The model I used is a quite large model which contains 5 sub-networks (5 difference inputs, co-training) with 3 multi-tasks.

brief diagram: input_1 -> net_1 -> task_1/task_2/task_3 input_2-> net_2 -> task_1/task_2/task_3 input_3 -> net_3 -> task_1/task_2/task_3 input_4 -> net_4 -> task_1/task_2/task_3 input_5 -> net_5 -> task_1/task_2/task_3

so, it contains total 3*5=15 losses. When not using your code, the GPU memory has been occupied by nearly 30Gb in one V100.

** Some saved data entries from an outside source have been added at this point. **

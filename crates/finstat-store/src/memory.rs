//! In-memory store implementation.

use async_trait::async_trait;
use finstat_core::{Filter, FinstatError, Result, TableStore, WriteOutcome, tabular::filter_rows};
use polars::prelude::DataFrame;
use std::collections::HashMap;
use tokio::sync::RwLock;
use tracing::{debug, info, instrument};

/// Simple in-memory store for testing and development.
///
/// Tables are kept in a `RwLock`-protected `HashMap` and are lost when the
/// store is dropped. A replace swaps the whole frame under the write lock.
#[derive(Debug, Default)]
pub struct InMemoryStore {
    tables: RwLock<HashMap<String, DataFrame>>,
}

impl InMemoryStore {
    /// Create a new empty in-memory store.
    #[must_use]
    pub fn new() -> Self {
        Self::default()
    }

    /// Returns the names of all stored tables, sorted.
    pub async fn table_names(&self) -> Vec<String> {
        let mut names: Vec<String> = self.tables.read().await.keys().cloned().collect();
        names.sort();
        names
    }
}

#[async_trait]
impl TableStore for InMemoryStore {
    #[instrument(skip(self, rows), fields(table = %table, rows = rows.height()))]
    async fn replace(&self, table: &str, rows: &DataFrame) -> Result<WriteOutcome> {
        if rows.height() == 0 {
            info!("Nothing to persist, leaving table untouched");
            return Ok(WriteOutcome::NothingToPersist);
        }

        let mut tables = self.tables.write().await;
        tables.insert(table.to_string(), rows.clone());
        info!("Replaced table with {} rows", rows.height());
        Ok(WriteOutcome::Written {
            rows: rows.height(),
        })
    }

    #[instrument(skip(self, filters), fields(table = %table, filters = filters.len()))]
    async fn query(&self, table: &str, filters: &[Filter]) -> Result<DataFrame> {
        let tables = self.tables.read().await;
        let df = tables
            .get(table)
            .ok_or_else(|| FinstatError::TableNotFound(table.to_string()))?;
        let out = filter_rows(df, filters)?;
        debug!("Read {} rows", out.height());
        Ok(out)
    }

    async fn contains(&self, table: &str) -> Result<bool> {
        Ok(self.tables.read().await.contains_key(table))
    }
}

#[cfg(test)]
mod tests {
    use super::*;
    use finstat_core::tabular::string_values;
    use polars::prelude::*;

    fn industry() -> DataFrame {
        DataFrame::new(vec![
            Column::new("code".into(), vec!["000651", "000333", "600000"]),
            Column::new("name".into(), vec!["Gree", "Midea", "SPDB"]),
            Column::new(
                "subclass_name".into(),
                vec!["Appliances", "Appliances", "Banking"],
            ),
        ])
        .unwrap()
    }

    #[tokio::test]
    async fn test_replace_and_query() {
        let store = InMemoryStore::new();
        let outcome = store.replace("industry", &industry()).await.unwrap();
        assert_eq!(outcome.rows(), 3);

        let appliances = store
            .query("industry", &[Filter::eq("subclass_name", "Appliances")])
            .await
            .unwrap();
        assert_eq!(
            string_values(&appliances, "name").unwrap(),
            vec![Some("Gree".to_string()), Some("Midea".to_string())]
        );
    }

    #[tokio::test]
    async fn test_replace_is_idempotent() {
        let store = InMemoryStore::new();
        store.replace("industry", &industry()).await.unwrap();
        store.replace("industry", &industry()).await.unwrap();

        let stored = store.query("industry", &[]).await.unwrap();
        assert!(stored.equals_missing(&industry()));
        assert_eq!(store.table_names().await, vec!["industry".to_string()]);
    }

    #[tokio::test]
    async fn test_empty_replace_is_noop() {
        let store = InMemoryStore::new();
        let outcome = store.replace("industry", &DataFrame::empty()).await.unwrap();
        assert_eq!(outcome, WriteOutcome::NothingToPersist);
        assert!(!store.contains("industry").await.unwrap());
    }

    #[tokio::test]
    async fn test_query_missing_table() {
        let store = InMemoryStore::new();
        let err = store.query("statement", &[]).await.unwrap_err();
        assert!(matches!(err, FinstatError::TableNotFound(_)));
    }
}
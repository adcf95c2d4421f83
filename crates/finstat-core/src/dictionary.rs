//! Name dictionaries mapping provider field codes to domain column names.
//!
//! A dictionary is an ordered list of `(code, name)` pairs. The order is part of
//! the contract: normalized tables list their columns in dictionary order.
//!
//! Dictionaries are loaded from TOML:
//!
//! ```toml
//! [[income]]
//! code = "SECCODE"
//! name = "code"
//!
//! [[income]]
//! code = "F035N"
//! name = "revenue"
//! ```

use std::path::Path;

use serde::{Deserialize, Serialize};

use crate::error::{FinstatError, Result};
use crate::types::StatementKind;

/// One provider code and the domain name it becomes.
#[derive(Clone, Debug, PartialEq, Eq, Serialize, Deserialize)]
pub struct FieldMapping {
    /// Provider field code.
    pub code: String,
    /// Domain column name.
    pub name: String,
}

/// Ordered mapping from provider field codes to domain column names.
#[derive(Clone, Debug, Default, PartialEq, Eq, Serialize, Deserialize)]
#[serde(transparent)]
pub struct NameDictionary {
    entries: Vec<FieldMapping>,
}

impl NameDictionary {
    /// Builds a dictionary from `(code, name)` pairs, keeping their order.
    #[must_use]
    pub fn from_pairs<C, N>(pairs: impl IntoIterator<Item = (C, N)>) -> Self
    where
        C: Into<String>,
        N: Into<String>,
    {
        Self {
            entries: pairs
                .into_iter()
                .map(|(code, name)| FieldMapping {
                    code: code.into(),
                    name: name.into(),
                })
                .collect(),
        }
    }

    /// Returns the entries in order.
    #[must_use]
    pub fn entries(&self) -> &[FieldMapping] {
        &self.entries
    }

    /// Returns the domain name for a provider code.
    #[must_use]
    pub fn rename(&self, code: &str) -> Option<&str> {
        self.entries
            .iter()
            .find(|e| e.code == code)
            .map(|e| e.name.as_str())
    }

    /// Returns the target column names in dictionary order.
    pub fn target_columns(&self) -> impl Iterator<Item = &str> {
        self.entries.iter().map(|e| e.name.as_str())
    }

    /// Returns the number of entries.
    #[must_use]
    pub fn len(&self) -> usize {
        self.entries.len()
    }

    /// Returns true if the dictionary has no entries.
    #[must_use]
    pub fn is_empty(&self) -> bool {
        self.entries.is_empty()
    }

    fn validate(&self, label: &str) -> Result<()> {
        let mut seen = std::collections::HashSet::new();
        for entry in &self.entries {
            if !seen.insert(entry.name.as_str()) {
                return Err(FinstatError::Config(format!(
                    "{label} dictionary maps two codes to `{}`",
                    entry.name
                )));
            }
        }
        Ok(())
    }
}

/// Name dictionaries for the three statement types.
///
/// A statement absent from the TOML parses as an empty dictionary and is then
/// rejected by [`DictionarySet::from_toml_str`].
#[derive(Clone, Debug, Default, PartialEq, Eq, Serialize, Deserialize)]
#[serde(default)]
pub struct DictionarySet {
    /// Income statement dictionary.
    pub income: NameDictionary,
    /// Balance sheet dictionary.
    pub balance: NameDictionary,
    /// Cash-flow statement dictionary.
    pub cash_flow: NameDictionary,
}

impl DictionarySet {
    /// Parses a dictionary set from a TOML string.
    ///
    /// # Errors
    /// Returns an error if the TOML is malformed, a dictionary is empty, or a
    /// dictionary maps two codes to the same name.
    pub fn from_toml_str(s: &str) -> Result<Self> {
        let set: Self = toml::from_str(s).map_err(|e| FinstatError::Parse(e.to_string()))?;
        for kind in StatementKind::ALL {
            let dict = set.get(kind);
            if dict.is_empty() {
                return Err(FinstatError::Config(format!("{kind} dictionary is empty")));
            }
            dict.validate(kind.as_str())?;
        }
        Ok(set)
    }

    /// Loads a dictionary set from a TOML file.
    ///
    /// # Errors
    /// Returns an error if the file cannot be read or parsed.
    pub fn load(path: impl AsRef<Path>) -> Result<Self> {
        let path = path.as_ref();
        let text = std::fs::read_to_string(path)
            .map_err(|e| FinstatError::Config(format!("{}: {e}", path.display())))?;
        let set = Self::from_toml_str(&text)?;
        tracing::debug!(
            path = %path.display(),
            income = set.income.len(),
            balance = set.balance.len(),
            cash_flow = set.cash_flow.len(),
            "Loaded name dictionaries"
        );
        Ok(set)
    }

    /// Returns the dictionary for a statement type.
    #[must_use]
    pub const fn get(&self, kind: StatementKind) -> &NameDictionary {
        match kind {
            StatementKind::Income => &self.income,
            StatementKind::Balance => &self.balance,
            StatementKind::CashFlow => &self.cash_flow,
        }
    }
}

#[cfg(test)]
mod tests {
    use super::*;

    const SAMPLE: &str = r#"
        [[income]]
        code = "SECCODE"
        name = "code"

        [[income]]
        code = "F035N"
        name = "revenue"

        [[balance]]
        code = "SECCODE"
        name = "code"

        [[cash_flow]]
        code = "SECCODE"
        name = "code"
    "#;

    #[test]
    fn parses_in_order() {
        let set = DictionarySet::from_toml_str(SAMPLE).unwrap();
        let names: Vec<&str> = set.income.target_columns().collect();
        assert_eq!(names, vec!["code", "revenue"]);
        assert_eq!(set.income.rename("F035N"), Some("revenue"));
        assert_eq!(set.income.rename("F999N"), None);
    }

    #[test]
    fn rejects_empty_dictionary() {
        let err = DictionarySet::from_toml_str("[[income]]\ncode = \"A\"\nname = \"a\"\n")
            .unwrap_err();
        assert!(matches!(err, FinstatError::Config(_)));
        assert!(err.to_string().contains("balance"));

        let err = DictionarySet::from_toml_str("").unwrap_err();
        assert!(matches!(err, FinstatError::Config(_)));
    }

    #[test]
    fn rejects_duplicate_targets() {
        let toml = format!("{SAMPLE}\n[[income]]\ncode = \"F036N\"\nname = \"revenue\"\n");
        let err = DictionarySet::from_toml_str(&toml).unwrap_err();
        assert!(err.to_string().contains("revenue"));
    }
}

WeiChengTseng commented 3 years ago

I see. One possible solution is to execute forward and backward pass each task separately.

To be more specific, the forward pass is jointly executed for all tasks in my implementation, and the backward pass for each task is calculated separately. The benefit of this implementation is computationally efficient, but the network may occupy more memory space.

You can change the implementation if you would like to save some GPU memory. You can first calculate the objective and gradient for a task and save the gradient to a dictionary. Then, you clear the gradient graph and apply the same procedure for another task. In this implementation, since you clear the gradient graph (retain_graph=False), the GPU memory can be saved.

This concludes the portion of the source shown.